Souhaitiez-vous aussi mener une réflexion sur l’art, et la façon dont on le pratique ?
L’art est une béquille qui peut être belle si on arrive à se laisser porter par l’expérimentation. Otto pensait régler ses problèmes par l’art. Or ce dernier permet juste d’offrir un terrain où se perdre, la possibilité d’une belle aventure. L’art peut toutefois être piégeux : en fascinant le public, il éloigne de la vérité. Par exemple au cinéma, un endroit qui enferme pendant deux heures, on a rarement le loisir de se laisser aller. Seuls quelques réalisateurs, comme Jodorowsky ou Tarkovski, laissent du temps au regard du spectateur.
Pourquoi vous intéresser aux sept premières années de la vie d’un homme ?
La plasticité du cerveau y est la plus importante. C’est là que l’individu est façonné, avant de se conformer aux conventions sociales. Le milieu ambiant nous imprègne alors d’autant plus qu’on n’est pas en capacité de l’analyser. Je voulais montrer qu’en remontant dans le passé on allait vers l’éternité, l’abolition du temps. Notre société occidentale ne vit pas dans le présent : elle est soit penchée sur le passé, soit projetée dans l’avenir. Alors que la vie, c’est avant tout être.
Il y a très peu d’humour dans cette histoire…
Oui, on n’y trouve pas de poésie absurde. Mon effort s’est porté sur la lisibilité de cette balade philosophique, je ne voulais pas perdre le lecteur dans un pensum lourdingue. J’ai peaufiné, élagué, ciselé… Chaque mot a été mûrement pesé.
Pourquoi avoir adopté ce format à l’italienne, avec principalement deux cases par page, et le texte dessous ?

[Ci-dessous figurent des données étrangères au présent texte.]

use axum::{
    Extension, Json,
    extract::{Path, State},
};
use chrono::NaiveTime;

use datebook_types::api::{Claims, CreateEventRequest, CreatedEvent, EventResponse};

use crate::auth::AppState;
use crate::error::ApiError;

/// Event labels are capped so they fit a day cell in the month grid.
const MAX_LABEL_CHARS: usize = 16;

/// GET /api/events — every event owned by the caller, ordered by date
/// ascending and then insertion order within a date.
pub async fn list_events(
    State(state): State<AppState>,
    Extension(claims): Extension<Claims>,
) -> Result<Json<Vec<EventResponse>>, ApiError> {
    let user_id = claims.sub;

    // Run the blocking DB query off the async runtime
    let db = state.clone();
    let rows = tokio::task::spawn_blocking(move || db.db.events_for_user(user_id))
        .await
        .map_err(ApiError::internal)?
        .map_err(ApiError::internal)?;

    let events = rows
        .into_iter()
        .map(|row| EventResponse {
            id: row.id,
            user_id: row.user_id,
            date: row.date,
            event: row.event,
            start_time: row.start_time,
            end_time: row.end_time,
            created_at: row.created_at,
        })
        .collect();

    Ok(Json(events))
}

/// POST /api/events — create an event on a date for the caller.
pub async fn create_event(
    State(state): State<AppState>,
    Extension(claims): Extension<Claims>,
    Json(req): Json<CreateEventRequest>,
) -> Result<Json<CreatedEvent>, ApiError> {
    let (date, label, start_time) = match (req.date, req.event, req.start_time) {
        (Some(d), Some(l), Some(s)) if !d.is_empty() && !l.is_empty() && !s.is_empty() => (d, l, s),
        _ => return Err(ApiError::validation("Date, event and start time are required")),
    };

    if label.chars().count() > MAX_LABEL_CHARS {
        return Err(ApiError::validation("Event must be 16 characters or less"));
    }

    let start = parse_time(&start_time).ok_or_else(|| ApiError::validation("Invalid time format"))?;

    // An empty endTime from the form means "no end time".
    let end_time = req.end_time.filter(|s| !s.is_empty());
    if let Some(ref raw) = end_time {
        let end = parse_time(raw).ok_or_else(|| ApiError::validation("Invalid time format"))?;
        if end <= start {
            return Err(ApiError::validation("End time must be later than start time"));
        }
    }

    let user_id = claims.sub;
    let db = state.clone();
    let (d, l, s, e) = (date.clone(), label.clone(), start_time.clone(), end_time.clone());
    let id = tokio::task::spawn_blocking(move || {
        db.db.create_event(user_id, &d, &l, &s, e.as_deref())
    })
    .await
    .map_err(ApiError::internal)?
    .map_err(ApiError::internal)?;

    Ok(Json(CreatedEvent {
        id,
        date,
        event: label,
        start_time,
        end_time,
    }))
}

/// DELETE /api/events/{id} — remove an event, but only for its owner.
/// A missing row and a row owned by someone else are indistinguishable
/// to the caller: both are 404.
pub async fn delete_event(
    State(state): State<AppState>,
    Extension(claims): Extension<Claims>,
    Path(event_id): Path<i64>,
) -> Result<Json<serde_json::Value>, ApiError> {
    let user_id = claims.sub;

    let db = state.clone();
    let deleted = tokio::task::spawn_blocking(move || db.db.delete_event(user_id, event_id))
        .await
        .map_err(ApiError::internal)?
        .map_err(ApiError::internal)?;

    if !deleted {
        return Err(ApiError::NotFound);
    }

    Ok(Json(serde_json::json!({ "success": true })))
}

/// Accepts 24-hour wall-clock times; the parsed value is only used for
/// ordering checks, the original string is what gets stored.
fn parse_time(s: &str) -> Option<NaiveTime> {
    NaiveTime::parse_from_str(s, "%H:%M").ok()
}

#[cfg(test)]
mod tests {
    use super::parse_time;

    #[test]
    fn accepts_valid_times() {
        assert!(parse_time("00:00").is_some());
        assert!(parse_time("09:30").is_some());
        assert!(parse_time("23:59").is_some());
    }

    #[test]
    fn rejects_malformed_times() {
        assert!(parse_time("24:00").is_none());
        assert!(parse_time("12:60").is_none());
        assert!(parse_time("noon").is_none());
        assert!(parse_time("12:00:30").is_none());
        assert!(parse_time("").is_none());
    }

    #[test]
    fn parsed_times_order_chronologically() {
        assert!(parse_time("09:30").unwrap() < parse_time("10:00").unwrap());
        assert!(parse_time("12:00").unwrap() == parse_time("12:00").unwrap());
    }
}
use std::net::SocketAddr;
use std::sync::Arc;
use std::time::Duration;

use tracing::info;

use datebook_api::auth::AppStateInner;
use datebook_api::rate_limit::RateLimiter;
use datebook_server::app;
use datebook_server::config::Config;

#[tokio::main]
async fn main() -> anyhow::Result<()> {
    // Load .env if present
    let _ = dotenvy::dotenv();

    // Init logging
    tracing_subscriber::fmt()
        .with_env_filter(
            tracing_subscriber::EnvFilter::try_from_default_env()
                .unwrap_or_else(|_| "datebook=debug,tower_http=debug".into()),
        )
        .init();

    let config = match Config::from_env() {
        Ok(config) => config,
        Err(e) => {
            eprintln!("FATAL: {e}");
            eprintln!("       Set DATEBOOK_JWT_SECRET in your environment or .env file and restart.");
            std::process::exit(1);
        }
    };

    // Init database
    let db = datebook_db::Database::open(&config.db_path)?;

    // Shared state
    let limiter = RateLimiter::new(config.rate_limit_max, config.rate_limit_window);
    let _eviction = limiter.spawn_eviction_task(Duration::from_secs(60));

    let state = Arc::new(AppStateInner {
        db,
        jwt_secret: config.jwt_secret.clone(),
        limiter,
    });

    let app = app::router(state, &config.public_dir);

    let addr: SocketAddr = format!("{}:{}", config.host, config.port).parse()?;
    info!("Datebook server listening on {}", addr);

    let listener = tokio::net::TcpListener::bind(addr).await?;

    axum::serve(
        listener,
        app.into_make_service_with_connect_info::<SocketAddr>(),
    )
    .with_graceful_shutdown(shutdown_signal())
    .await?;

    Ok(())
}

async fn shutdown_signal() {
    let ctrl_c = tokio::signal::ctrl_c();
    #[cfg(unix)]
    {
        let mut sigterm =
            tokio::signal::unix::signal(tokio::signal::unix::SignalKind::terminate())
                .expect("failed to install SIGTERM handler");
        tokio::select! {
            _ = ctrl_c => info!("Received Ctrl+C, shutting down..."),
            _ = sigterm.recv() => info!("Received SIGTERM, shutting down..."),
        }
    }
    #[cfg(not(unix))]
    {
        ctrl_c.await.ok();
        info!("Received Ctrl+C, shutting down...");
    }
}
use clap::Parser;
use moodlog::application::{
    init::init, AnalyticsService, ConfigService, Durability, LogMoodService, RecentLimit,
};
use moodlog::cli::{format_entry_list, format_summary, format_weekly, Cli, Commands};
use moodlog::domain::Ratings;
use moodlog::error::MoodlogError;
use moodlog::infrastructure::FileSystemRepository;
use tracing_subscriber::EnvFilter;

fn main() {
    tracing_subscriber::fmt()
        .with_env_filter(
            EnvFilter::try_from_default_env().unwrap_or_else(|_| "moodlog=warn".into()),
        )
        .with_writer(std::io::stderr)
        .init();

    let cli = Cli::parse();

    match run(cli) {
        Ok(_) => std::process::exit(0),
        Err(e) => {
            eprintln!("Error: {}", e.display_with_suggestions());
            std::process::exit(e.exit_code());
        }
    }
}

fn run(cli: Cli) -> Result<(), MoodlogError> {
    match cli.command {
        Some(Commands::Init { path }) => {
            init(&path)?;
            println!("Initialized moodlog journal at {}", path.display());
            Ok(())
        }
        Some(Commands::Log {
            mood,
            energy,
            stress,
            notes,
        }) => {
            let repo = FileSystemRepository::discover()?;
            let service = LogMoodService::new(repo);
            let ratings = Ratings {
                mood,
                energy,
                stress,
            };

            let logged = service.execute(ratings, &notes)?;
            println!(
                "Logged mood {}/10, energy {}/10, stress {}/10 for {}",
                logged.entry.mood,
                logged.entry.energy,
                logged.entry.stress,
                logged.entry.date.format("%d-%m-%Y")
            );
            if logged.durability == Durability::SessionOnly {
                eprintln!("Warning: entry could not be saved to disk");
            }
            Ok(())
        }
        Some(Commands::List { limit, all }) => {
            let repo = FileSystemRepository::discover()?;
            let service = AnalyticsService::new(repo);
            let limit = match (limit, all) {
                (_, true) => RecentLimit::All,
                (Some(n), false) => RecentLimit::Count(n),
                (None, false) => RecentLimit::Configured,
            };

            let entries = service.recent(limit)?;
            println!("{}", format_entry_list(&entries).trim_end());
            Ok(())
        }
        Some(Commands::Stats { json }) => {
            let repo = FileSystemRepository::discover()?;
            let summary = AnalyticsService::new(repo).summary()?;

            if json {
                println!("{}", serde_json::to_string_pretty(&summary)?);
            } else {
                print!("{}", format_summary(&summary));
            }
            Ok(())
        }
        Some(Commands::Week { json }) => {
            let repo = FileSystemRepository::discover()?;
            let series = AnalyticsService::new(repo).weekly()?;

            if json {
                println!("{}", serde_json::to_string_pretty(&series)?);
            } else {
                print!("{}", format_weekly(&series));
            }
            Ok(())
        }
        Some(Commands::Insight) => {
            let repo = FileSystemRepository::discover()?;
            let insight = AnalyticsService::new(repo).insight()?;
            println!("{}", insight);
            Ok(())
        }
        Some(Commands::Config { key, value, list }) => {
            let repo = FileSystemRepository::discover()?;
            let service = ConfigService::new(repo);

            if list {
                let config = service.list()?;
                println!("recent_limit = {}", config.recent_limit);
                println!("created = {}", config.created.to_rfc3339());
                Ok(())
            } else if let Some(k) = key {
                if let Some(v) = value {
                    service.set(&k, &v)?;
                    println!("Set {} = {}", k, v);
                } else {
                    println!("{}", service.get(&k)?);
                }
                Ok(())
            } else {
                println!("Usage: moodlog config [--list | <key> [<value>]]");
                println!("Valid keys: recent_limit, created");
                Ok(())
            }
        }
        None => {
            println!("moodlog - Terminal mood journal");
            println!("Use --help for usage information");
            Ok(())
        }
    }
}
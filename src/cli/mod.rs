//! CLI layer - Command-line interface

pub mod commands;
pub mod output;

pub use commands::{Cli, Commands};
pub use output::{format_entry_list, format_summary, format_weekly};
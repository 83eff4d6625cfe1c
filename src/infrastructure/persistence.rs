//! Persistence targets for the serialized entry collection

use crate::domain::MoodEntry;
use crate::error::{MoodlogError, Result};
use std::fs;
use std::path::{Path, PathBuf};

/// Stores the whole serialized collection as one payload
pub trait EntryPersistence {
    /// Previously stored payload, or `None` when nothing was saved yet
    fn load(&self) -> Result<Option<String>>;

    /// Replace the stored payload wholesale
    fn save(&mut self, payload: &str) -> Result<()>;
}

/// Serialize a newest-first collection
pub fn encode_entries(entries: &[MoodEntry]) -> Result<String> {
    Ok(serde_json::to_string(entries)?)
}

/// Parse a payload produced by [`encode_entries`]
pub fn decode_entries(payload: &str) -> Result<Vec<MoodEntry>> {
    Ok(serde_json::from_str(payload)?)
}

/// JSON file on disk
#[derive(Debug, Clone)]
pub struct FilePersistence {
    path: PathBuf,
}

impl FilePersistence {
    pub fn new(path: PathBuf) -> Self {
        FilePersistence { path }
    }

    pub fn path(&self) -> &Path {
        &self.path
    }

    /// Sibling file the payload is written to before it replaces `path`
    fn temp_path(&self) -> PathBuf {
        let tmp_name = format!(
            "{}.moodlog-tmp-{}",
            self.path
                .file_name()
                .and_then(|s| s.to_str())
                .unwrap_or("entries.json"),
            std::process::id()
        );
        self.path.with_file_name(tmp_name)
    }
}

impl EntryPersistence for FilePersistence {
    fn load(&self) -> Result<Option<String>> {
        match fs::read_to_string(&self.path) {
            Ok(contents) => Ok(Some(contents)),
            Err(e) if e.kind() == std::io::ErrorKind::NotFound => Ok(None),
            Err(e) => Err(MoodlogError::Io(e)),
        }
    }

    fn save(&mut self, payload: &str) -> Result<()> {
        if let Some(parent) = self.path.parent() {
            if !parent.exists() {
                fs::create_dir_all(parent)?;
            }
        }

        let tmp_path = self.temp_path();

        if let Err(e) = fs::write(&tmp_path, payload) {
            let _ = fs::remove_file(&tmp_path);
            return Err(MoodlogError::Io(e));
        }
        fs::rename(&tmp_path, &self.path).map_err(|e| {
            let _ = fs::remove_file(&tmp_path);
            MoodlogError::Persistence(format!(
                "Failed to replace {}: {}",
                self.path.display(),
                e
            ))
        })
    }
}

/// In-memory payload slot
#[derive(Debug, Clone, Default)]
pub struct MemoryPersistence {
    payload: Option<String>,
    fail_writes: bool,
    saves: usize,
}

impl MemoryPersistence {
    pub fn new() -> Self {
        Self::default()
    }

    /// Start with an existing payload, valid or not
    pub fn with_payload(payload: impl Into<String>) -> Self {
        MemoryPersistence {
            payload: Some(payload.into()),
            ..Self::default()
        }
    }

    /// Make every subsequent `save` fail
    pub fn failing_writes(mut self) -> Self {
        self.fail_writes = true;
        self
    }

    pub fn payload(&self) -> Option<&str> {
        self.payload.as_deref()
    }

    /// Number of successful saves
    pub fn saves(&self) -> usize {
        self.saves
    }
}

impl EntryPersistence for MemoryPersistence {
    fn load(&self) -> Result<Option<String>> {
        Ok(self.payload.clone())
    }

    fn save(&mut self, payload: &str) -> Result<()> {
        if self.fail_writes {
            return Err(MoodlogError::Persistence(
                "write rejected by storage".to_string(),
            ));
        }

        self.payload = Some(payload.to_string());
        self.saves += 1;
        Ok(())
    }
}

#[cfg(test)]
mod tests {
    use super::*;
    use crate::domain::Ratings;
    use chrono::{NaiveDate, TimeZone, Utc};
    use tempfile::TempDir;

    fn sample_entries() -> Vec<MoodEntry> {
        vec![
            MoodEntry::new(
                Ratings::new(8, 7, 2),
                "good run".to_string(),
                NaiveDate::from_ymd_opt(2025, 1, 17).unwrap(),
                Utc.with_ymd_and_hms(2025, 1, 17, 7, 15, 0).unwrap(),
            ),
            MoodEntry::new(
                Ratings::new(3, 2, 9),
                String::new(),
                NaiveDate::from_ymd_opt(2025, 1, 16).unwrap(),
                Utc.with_ymd_and_hms(2025, 1, 16, 22, 40, 12).unwrap(),
            ),
        ]
    }

    #[test]
    fn test_encode_decode_preserves_all_fields() {
        let entries = sample_entries();
        let payload = encode_entries(&entries).unwrap();
        let decoded = decode_entries(&payload).unwrap();

        assert_eq!(decoded, entries);
    }

    #[test]
    fn test_decode_rejects_garbage() {
        assert!(decode_entries("{not json").is_err());
        assert!(decode_entries("").is_err());
        assert!(decode_entries(r#"{"id": "1"}"#).is_err());
    }

    #[test]
    fn test_file_load_missing_is_none() {
        let temp = TempDir::new().unwrap();
        let persistence = FilePersistence::new(temp.path().join("entries.json"));

        assert_eq!(persistence.load().unwrap(), None);
    }

    #[test]
    fn test_file_save_then_load() {
        let temp = TempDir::new().unwrap();
        let mut persistence = FilePersistence::new(temp.path().join(".moodlog/entries.json"));

        persistence.save("[]").unwrap();
        assert_eq!(persistence.load().unwrap().as_deref(), Some("[]"));

        persistence.save("[1]").unwrap();
        assert_eq!(persistence.load().unwrap().as_deref(), Some("[1]"));
    }

    #[test]
    fn test_file_save_leaves_no_temp_files() {
        let temp = TempDir::new().unwrap();
        let mut persistence = FilePersistence::new(temp.path().join("entries.json"));

        persistence.save("[]").unwrap();

        let names: Vec<String> = fs::read_dir(temp.path())
            .unwrap()
            .map(|e| e.unwrap().file_name().to_string_lossy().to_string())
            .collect();
        assert_eq!(names, vec!["entries.json".to_string()]);
    }

    #[cfg(target_os = "linux")]
    #[test]
    fn test_file_save_cleans_up_after_failed_write() {
        let full = Path::new("/dev/full");
        if !full.exists() {
            return;
        }

        let temp = TempDir::new().unwrap();
        let mut persistence = FilePersistence::new(temp.path().join("entries.json"));
        persistence.save("[]").unwrap();

        // Every write to /dev/full fails with "no space left on device"
        std::os::unix::fs::symlink(full, persistence.temp_path()).unwrap();

        match persistence.save("[1]").unwrap_err() {
            MoodlogError::Io(_) => {}
            other => panic!("Expected Io error, got {:?}", other),
        }

        let names: Vec<String> = fs::read_dir(temp.path())
            .unwrap()
            .map(|e| e.unwrap().file_name().to_string_lossy().to_string())
            .collect();
        assert_eq!(names, vec!["entries.json".to_string()]);
        assert_eq!(persistence.load().unwrap().as_deref(), Some("[]"));
    }

    #[test]
    fn test_memory_failing_writes() {
        let mut persistence = MemoryPersistence::with_payload("[]").failing_writes();

        assert!(persistence.save("[1]").is_err());
        assert_eq!(persistence.payload(), Some("[]"));
        assert_eq!(persistence.saves(), 0);
    }
}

Au départ, j’avais essayé de garder quatre cases par page, mais il y avait finalement trop de phrases à y caser. J’ai donc choisi de confronter des images muettes, et un texte sans images. J’utilise, comme dans plusieurs de mes livres, le zoom. Cela amène une lecture en profondeur, tout en cassant la linéarité. Je peux aussi créer des parenthèses verticales dans un déroulé horizontal.
Comment avez-vous travaillé pour cet album ?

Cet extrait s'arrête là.